Why have I been asked to read in Chapel?

Readings in Chapel are the responsibility of the College, not the Dean or Chaplain, and all students are invited to read, whatever their faith or lack of it.  Typically all undergraduates are asked to read once in their second year on a convenient date, unless they choose to opt out for a particular reason.  Graduate students and undergraduates from other years are invited at the start of each year to opt in to read if they wish.  Back in the early nineteenth century special prizes were established for the best undergraduate readers in College and those who read in their second year are eligible for the Wilson Reading Prize in the November of their final year.

Who’s the Chapel Breakfast for and how do I pay?

Chapel Breakfast is held in Hall every Sunday during term-time at about 9.15am.  It is open to all members of College and their guests who are attending one of the morning services that day.  Either come with the group directly from the 8.30am Communion or wait in Hall until the Dean or Chaplain arrives.  There is a choice of cooked breakfast, cereals and toast.  Chapel currently subsidises half the cost and the remainder is billed to your buttery card on a termly basis.

I’m not Church of England, can I receive Communion?

The Church of England extends the freedom to receive Communion (the consecrated bread and wine) to all Christians of good standing who would usually receive Communion in their own churches (Eucharistic hospitality).  If you have not been baptised or confirmed in your own church, you should simply ask for a blessing but you may want to think about being baptised or confirmed while you are here.  The leaders of other Christian denominations (e.g. Roman Catholic) may advise against receiving Communion in a Church of England chapel on historic grounds but the Dean and Chaplain leave this entirely to the personal decision of the individual student.
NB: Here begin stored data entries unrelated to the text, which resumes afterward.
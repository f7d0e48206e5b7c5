// src/markdown/mod.rs
// =============================================================================
// Markdown handling for fetched documents.
//
// Submodules:
// - toc:    scans ## / ### headings into an ordered, uniquely-id'd outline
// - render: turns Markdown into HTML with matching heading anchors and a
//           pluggable code block hook
// =============================================================================

mod render;
mod toc;

pub use render::{render_markdown, CodeBlockTransformer, LanguageTagged, PlainCodeBlocks};
pub use toc::{extract_toc, TocEntry};
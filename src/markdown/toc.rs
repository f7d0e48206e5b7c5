// src/markdown/toc.rs
// =============================================================================
// Builds the "On this page" outline from a Markdown document.
//
// Only level 2 (##) and level 3 (###) headings are indexed. The scan is
// line based on purpose: a heading is a line that starts with exactly ## or
// ### followed by whitespace and some text.
//
// Every entry gets an anchor id:
//   "Getting Started"  -> getting-started
//   "Setup" (2nd time) -> setup-1
//   "Setup" (3rd time) -> setup-2
//
// The renderer takes its heading ids from locate_toc, keyed by the byte
// offset of the heading line, so a rendered anchor always carries the id its
// TOC entry links to. A `##` line that does not render as a heading (inside
// a fenced code block, say) still gets an entry and still consumes its
// duplicate suffix; it just has no anchor to land on.
// =============================================================================

use regex::Regex;
use serde::Serialize;
use std::collections::HashMap;
use std::sync::OnceLock;

/// One entry in the table of contents.
#[derive(Debug, Clone, PartialEq, Eq, Serialize)]
pub struct TocEntry {
    /// 2 for `##`, 3 for `###`
    pub level: u8,
    /// Heading text, trimmed, markup left as written
    pub text: String,
    /// Anchor id, unique within the document
    pub id: String,
}

// `#{2,3}` followed by at least one space/tab. `.` never crosses a newline,
// so the text is always the rest of one line.
fn heading_regex() -> &'static Regex {
    static HEADING: OnceLock<Regex> = OnceLock::new();
    HEADING.get_or_init(|| Regex::new(r"(?m)^(#{2,3})[ \t]+(.+)$").expect("valid heading regex"))
}

/// Extracts `##` / `###` headings in document order.
pub fn extract_toc(markdown: &str) -> Vec<TocEntry> {
    locate_toc(markdown).into_iter().map(|(_, entry)| entry).collect()
}

// Same entries as extract_toc, each paired with the byte offset where its
// heading line starts
pub(super) fn locate_toc(markdown: &str) -> Vec<(usize, TocEntry)> {
    let mut slugger = Slugger::default();

    heading_regex()
        .captures_iter(markdown)
        .filter_map(|caps| {
            let start = caps.get(0)?.start();
            let level = caps[1].len() as u8;
            let text = caps[2].trim();
            if text.is_empty() {
                return None;
            }
            let entry = TocEntry {
                level,
                text: text.to_string(),
                id: slugger.unique(text),
            };
            Some((start, entry))
        })
        .collect()
}

// Turns heading text into an anchor id
//
// Steps (in this order):
//   1. lowercase and trim
//   2. whitespace becomes '-'
//   3. anything that is not [a-z0-9_-] is dropped
//   4. runs of '-' collapse to one
//
// Example: "Hello, World! " -> "hello-world"
pub fn slugify(text: &str) -> String {
    let lowered = text.to_lowercase();
    let mut slug = String::with_capacity(lowered.len());

    for c in lowered.trim().chars() {
        let c = if c.is_whitespace() { '-' } else { c };
        if c == '-' {
            if !slug.ends_with('-') {
                slug.push('-');
            }
        } else if c.is_ascii_alphanumeric() || c == '_' {
            slug.push(c);
        }
    }

    slug
}

/// Hands out unique ids for a single document.
///
/// The first time a slug is seen it is returned as is; the Nth time it comes
/// back as `<slug>-<N-1>`.
///
/// Suffixed ids are not checked against bare slugs: "Setup", "Setup",
/// "Setup 1" yields `setup`, `setup-1`, `setup-1`.
#[derive(Debug, Default)]
pub struct Slugger {
    seen: HashMap<String, usize>,
}

impl Slugger {
    pub fn unique(&mut self, text: &str) -> String {
        let base = slugify(text);
        let count = self.seen.entry(base.clone()).or_insert(0);
        *count += 1;
        if *count == 1 {
            base
        } else {
            format!("{}-{}", base, *count - 1)
        }
    }
}
// src/document/mod.rs
// =============================================================================
// Documents: resolving a path or blog slug to text, and the view that shows
// exactly one of them at a time.
//
// - title:   display titles from file names and slugs
// - resolve: resolve_doc / resolve_slug / list_posts
// - view:    DocumentView, which drops results that arrive too late
// =============================================================================

mod resolve;
mod title;
mod view;

pub use resolve::list_posts;
pub use title::humanize;
pub use view::{DocumentStatus, DocumentTarget, DocumentView, LoadedDocument, NavigateOutcome};
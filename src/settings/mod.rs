// src/settings/mod.rs
// =============================================================================
// The settings service: typed access on top of a key-value store.
//
// Keys (names kept compatible with the browser version's localStorage):
//   repoOwner  -> selected repository owner  (default: pratyanch-github)
//   repoName   -> selected repository name   (default: Obsidian)
//
// Settings is cheap to clone; every clone shares the same store.
// =============================================================================

mod store;

use std::sync::Arc;

use crate::github::RepositoryRef;

pub use store::{FileSettingsStore, MemorySettingsStore, SettingsError, SettingsStore};

pub const KEY_REPO_OWNER: &str = "repoOwner";
pub const KEY_REPO_NAME: &str = "repoName";

pub const DEFAULT_REPO_OWNER: &str = "pratyanch-github";
pub const DEFAULT_REPO_NAME: &str = "Obsidian";

#[derive(Clone)]
pub struct Settings {
    store: Arc<dyn SettingsStore>,
}

impl Settings {
    pub fn new(store: Arc<dyn SettingsStore>) -> Self {
        Self { store }
    }

    /// The saved repository, with defaults for missing (or empty) keys.
    pub fn repository(&self) -> Result<RepositoryRef, SettingsError> {
        let owner = self.read_or(KEY_REPO_OWNER, DEFAULT_REPO_OWNER)?;
        let name = self.read_or(KEY_REPO_NAME, DEFAULT_REPO_NAME)?;
        Ok(RepositoryRef::new(owner, name))
    }

    /// Saves owner and name together.
    pub fn set_repository(&self, repo: &RepositoryRef) -> Result<(), SettingsError> {
        self.store.set_many(&[
            (KEY_REPO_OWNER, repo.owner.as_str()),
            (KEY_REPO_NAME, repo.name.as_str()),
        ])
    }

    fn read_or(&self, key: &str, default: &str) -> Result<String, SettingsError> {
        Ok(self
            .store
            .get(key)?
            .filter(|value| !value.is_empty())
            .unwrap_or_else(|| default.to_string()))
    }
}

impl std::fmt::Debug for Settings {
    fn fmt(&self, f: &mut std::fmt::Formatter<'_>) -> std::fmt::Result {
        f.debug_struct("Settings").finish_non_exhaustive()
    }
}
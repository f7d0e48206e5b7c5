// src/github/repo.rs
// =============================================================================
// RepositoryRef: which GitHub repository we are looking at.
//
// Also parses repository links typed by the user, e.g.
//   https://github.com/rust-lang/rust
//   https://github.com/user/repo.git
//
// The empty pair ("", "") is a valid value that means "nothing selected".
// =============================================================================

use serde::{Deserialize, Serialize};
use std::fmt;
use url::Url;

/// Owner + name of a GitHub repository.
#[derive(Debug, Clone, Default, PartialEq, Eq, Hash, Serialize, Deserialize)]
pub struct RepositoryRef {
    pub owner: String,
    pub name: String,
}

impl RepositoryRef {
    pub fn new(owner: impl Into<String>, name: impl Into<String>) -> Self {
        Self {
            owner: owner.into(),
            name: name.into(),
        }
    }

    /// Both halves filled in. Resolvers refuse to run otherwise.
    pub fn is_set(&self) -> bool {
        !self.owner.is_empty() && !self.name.is_empty()
    }

    pub fn web_url(&self) -> String {
        format!("https://github.com/{}/{}", self.owner, self.name)
    }
}

impl fmt::Display for RepositoryRef {
    fn fmt(&self, f: &mut fmt::Formatter<'_>) -> fmt::Result {
        write!(f, "{}/{}", self.owner, self.name)
    }
}

/// Why a repository link was rejected.
#[derive(Debug, Clone, PartialEq, Eq, thiserror::Error)]
pub enum RepoUrlError {
    #[error("Please enter a valid GitHub URL.")]
    NotGitHub,
    #[error("URL must be in the format github.com/owner/repo.")]
    MissingRepo,
}

// Parses a GitHub URL to extract owner and repository name
//
// Supported formats:
//   - https://github.com/owner/repo
//   - https://github.com/owner/repo.git
//   - https://github.com/owner/repo/tree/main/docs (extra segments ignored)
//   - github.com/owner/repo (scheme added for you)
pub fn parse_github_url(input: &str) -> Result<RepositoryRef, RepoUrlError> {
    let input = input.trim();
    let with_scheme = if input.contains("://") {
        input.to_string()
    } else {
        format!("https://{}", input)
    };

    let url = Url::parse(&with_scheme).map_err(|_| RepoUrlError::NotGitHub)?;
    if url.host_str() != Some("github.com") {
        return Err(RepoUrlError::NotGitHub);
    }

    // Skip empty segments so "https://github.com//owner/repo/" still works
    let parts: Vec<&str> = url
        .path_segments()
        .map(|segments| segments.filter(|s| !s.is_empty()).collect())
        .unwrap_or_default();

    if parts.len() < 2 {
        return Err(RepoUrlError::MissingRepo);
    }

    let owner = parts[0];
    let name = parts[1].strip_suffix(".git").unwrap_or(parts[1]);
    if name.is_empty() {
        return Err(RepoUrlError::MissingRepo);
    }

    Ok(RepositoryRef::new(owner, name))
}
Can I come on a trip or to an event I’ve seen advertised, if I don’t come to Chapel?

Absolutely.  Often trips include a historic or cultural element which appeals to non-Chapel-goers or someone would like to be involved with something specific and this is fine – you will always be welcome.  Chaplain’s social events in particular are always aimed at the whole of College, not just those who go to Chapel.

How can I find out more about other churches or other faiths in Cambridge?

A lot of places now have good websites but please speak to the Chaplain for particular advice.  The Chaplain’s role is to support people wherever they worship and is always happy to make suggestions or introduce people to other students who already belong to a particular faith group.

Can I get married in Chapel?

Unlike a parish church, no one has an absolute right to be married in Chapel.  However, if a student wishes a Christian wedding or blessing ceremony to be conducted by the Dean or Chaplain in Chapel, College Council will usually give permission.  Typically permission is only granted to those in residence or for five years after graduation and in the case of a wedding, an Archbishop’s Licence must also be obtained.  In all cases speak to the Dean or Chaplain as early as possible and bear in mind that choice of dates is limited.

Can I make Confession or receive the Sacrament of Reconciliation?

The Chaplain is always happy to hear formal confessions or to speak in confidence about any matter by appointment.  The Church of England recognizes the value of sacramental confession or reconciliation for any who desire it, without feeling it is an absolute necessity for all.

Can I sing in the College Choir?

If you are already a student, then sadly the answer is no.  Choral students are selected by stringent audition process prior to being offered their places at St John’s.  However, there are a number of other opportunities for those who would like to sing, in particular the Compline Singers which rapidly learns an anthem each week and performs it the same night and the St John’s Singers which rehearses more slowly and sings at special services and in the Term Concert.  Other College Choirs operate to a different standard than St John’s and often advertise for singers in the first weeks of each term.